As I was reading these stories, I found myself feeling thankful that John Bowe didn't edit like a bad referee. You know what a bad referee is? It happens in basketball, when the referee, who is supposed to be there to help maintain just enough order and fairness so that the players' talent decides the outcome, instead, gets in the way of the players and makes poor calls. Instead of the referee letting the players play, he gets in the way and ruins a perfectly good game. A good referee, however, lets the players play! And a good editor/interviewer lets the person speak! John Bowe and his team of interviewers let the voice of the person come through in each fascinating interview, rather than mess it up by over-editing. It's refreshing to read the real voice of a person trying to share how he/she experiences love. The stories are raw and therefore, true to the person. Each story feels real, each person feels touchable, like a friend or somebody I know in my life.
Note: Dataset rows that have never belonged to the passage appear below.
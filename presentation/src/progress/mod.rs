//! Progress reporting for council sessions

pub mod reporter;
//! CLI command definitions

use clap::{Parser, ValueEnum};
use std::path::PathBuf;

/// Output format for council results
#[derive(Debug, Clone, Copy, PartialEq, Eq, ValueEnum)]
pub enum OutputFormat {
    /// All three stages: opinions, scored reviews, final answer
    Full,
    /// Only the chairman's final answer
    Final,
    /// The JSON envelope, as served over HTTP
    Json,
}

impl From<OutputFormat> for council_domain::OutputFormat {
    fn from(format: OutputFormat) -> Self {
        match format {
            OutputFormat::Full => council_domain::OutputFormat::Full,
            OutputFormat::Final => council_domain::OutputFormat::Final,
            OutputFormat::Json => council_domain::OutputFormat::Json,
        }
    }
}

/// CLI arguments for llm-council
#[derive(Parser, Debug)]
#[command(name = "llm-council")]
#[command(author, version, about = "LLM Council - local models answer, critique each other, and a chairman decides")]
#[command(long_about = r#"
LLM Council sends one question to a council of self-hosted models and
returns a single synthesized answer.

The process has three stages:
1. Initial Opinions: every member answers the question in parallel
2. Peer Review: every member critiques the next member's answer (ring)
3. Chairman Synthesis: the chairman merges everything into a final answer

Configuration files are loaded from (in priority order):
1. COUNCIL_* environment variables (e.g. COUNCIL_BEHAVIOR__REQUEST_TIMEOUT_SECS)
2. --config <path>     Explicit config file
3. ./council.toml      Project-level config
4. ~/.config/llm-council/config.toml   Global config

Example:
  llm-council "What is the capital of Australia?"
  llm-council --output full "Compare TCP and QUIC"
  llm-council --chat
  llm-council --serve --port 8000
"#)]
pub struct Cli {
    /// The question to ask the council (not required in chat, serve or health mode)
    pub question: Option<String>,

    /// Start interactive chat mode
    #[arg(short, long, conflicts_with_all = ["serve", "health"])]
    pub chat: bool,

    /// Serve the HTTP API (POST /api/chat, GET /api/health)
    #[arg(long, conflicts_with = "health")]
    pub serve: bool,

    /// Probe every node and exit
    #[arg(long)]
    pub health: bool,

    /// Output format (defaults to [output] format, then "final")
    #[arg(short, long, value_enum)]
    pub output: Option<OutputFormat>,

    /// Verbosity level (-v = info, -vv = debug, -vvv = trace)
    #[arg(short, long, action = clap::ArgAction::Count)]
    pub verbose: u8,

    /// Suppress progress indicators
    #[arg(short, long)]
    pub quiet: bool,

    /// Path to configuration file
    #[arg(long, value_name = "PATH")]
    pub config: Option<PathBuf>,

    /// Disable loading of configuration files
    #[arg(long)]
    pub no_config: bool,

    /// Show configuration file locations and exit
    #[arg(long)]
    pub show_config: bool,

    /// Bind address for --serve (overrides [server] host)
    #[arg(long, value_name = "HOST")]
    pub host: Option<String>,

    /// Port for --serve (overrides [server] port)
    #[arg(long, value_name = "PORT")]
    pub port: Option<u16>,

    /// Write a daily-rotated log file into this directory
    #[arg(long, value_name = "DIR")]
    pub log_dir: Option<PathBuf>,
}

#[cfg(test)]
mod tests {
    use super::*;
    use clap::CommandFactory;

    #[test]
    fn test_cli_definition_is_valid() {
        Cli::command().debug_assert();
    }

    #[test]
    fn test_parse_question_with_output() {
        let cli = Cli::parse_from(["llm-council", "-o", "full", "-vv", "What is 6x7?"]);
        assert_eq!(cli.question.as_deref(), Some("What is 6x7?"));
        assert_eq!(cli.output, Some(OutputFormat::Full));
        assert_eq!(cli.verbose, 2);
        assert!(!cli.chat);
    }

    #[test]
    fn test_parse_serve_overrides() {
        let cli = Cli::parse_from(["llm-council", "--serve", "--host", "0.0.0.0", "--port", "9000"]);
        assert!(cli.serve);
        assert_eq!(cli.host.as_deref(), Some("0.0.0.0"));
        assert_eq!(cli.port, Some(9000));
    }

    #[test]
    fn test_chat_conflicts_with_serve() {
        assert!(Cli::try_parse_from(["llm-council", "--chat", "--serve"]).is_err());
    }
}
As I read more and more I realized I'm not alone. Love is everywhere and nowhere, at the same time! We feel it and don't understand it. We need it, and fear it. We will move heaven and earth to experience it, and go through hell not to lose it. Every human emotion explodes in this book like a volcano erupting; hot, scorching, cooling as time goes on. I recommend you read this book and reflect. Do you see yourself in any of these people? I did. Over and over. Sometimes that felt good, other times it felt bad. But never, did it feel numb. that's how I know it's human, it's alive!

Sweet, Smart, Fascinating

I so loved this book. It's like getting to see straight into the heart of America--or the many hearts of America, for one of its strengths is how very different and utterly compelling each one of the stories that are included here is. They're at times heartbreaking (the woman whose ill lover sent her away), other times astonishing for what they show about the depths of human strength and compassion humans (the same woman, whose new lover holds her while she cries), but together they renew your faith in life's vast possibility. I can't imagine anyone not liking this book, except for the black hearted or bitter. I just have to add, I really don't get the sour remarks of the reviewer who took exception to the inclusion of a drunken street person in here. I kind of loved that the book has him--if you live in New York, you pass street people every day and never stop to think what they're thinking or feeling. The fact that the author does and included the feelings/thoughts was kind of genius--by doing this, he humanizes what to many people are inhuman. And the remark about how "one basic task that quotes should do in any story - prove the writer's point with the voices of the people he/she interview"--but the book wonderfully lets the subjects speak for themselves. That's one of the delightful things about it: it doesn't impose the writer's point of view. And finally no point to the book? Yeah, yeah, tell it to William James, who didn't particularly have one either in "The Varieties of Religious Experience," where he set out to explore how individuals themselves perceive their own religious experiences. To say the book doesn't have a point is to overlook the fact that, taken together, the voices form a rich, beautiful fabric. And maybe that's the point.

Hope for love

I think everyone loves to hear stories about how so and so met, or how so and so stay together or not. As someone who went through blind dates and the other usual disappointments of 'finding love', I can read this from the comfort of having found 'it'. But I think this is a nice, witty, sometimes sad, sometimes funny collection of interviews- diving into the mystery of how things can work out, or not.

An unexpected page-turner

Each story in this book is a little gem. Some are sad, some are happy -- all kinds of people speak, in an astonishing variety of voices which in some mysterious way build upon each other the more you read. I knew I was interested in the book but I didn't really anticipate it being such a page-turner -- I couldn't wait to get back to it and read the next story. And reading them, you really do get an ever-so-slightly clearer idea about what love is. This would make a good valentine's day present.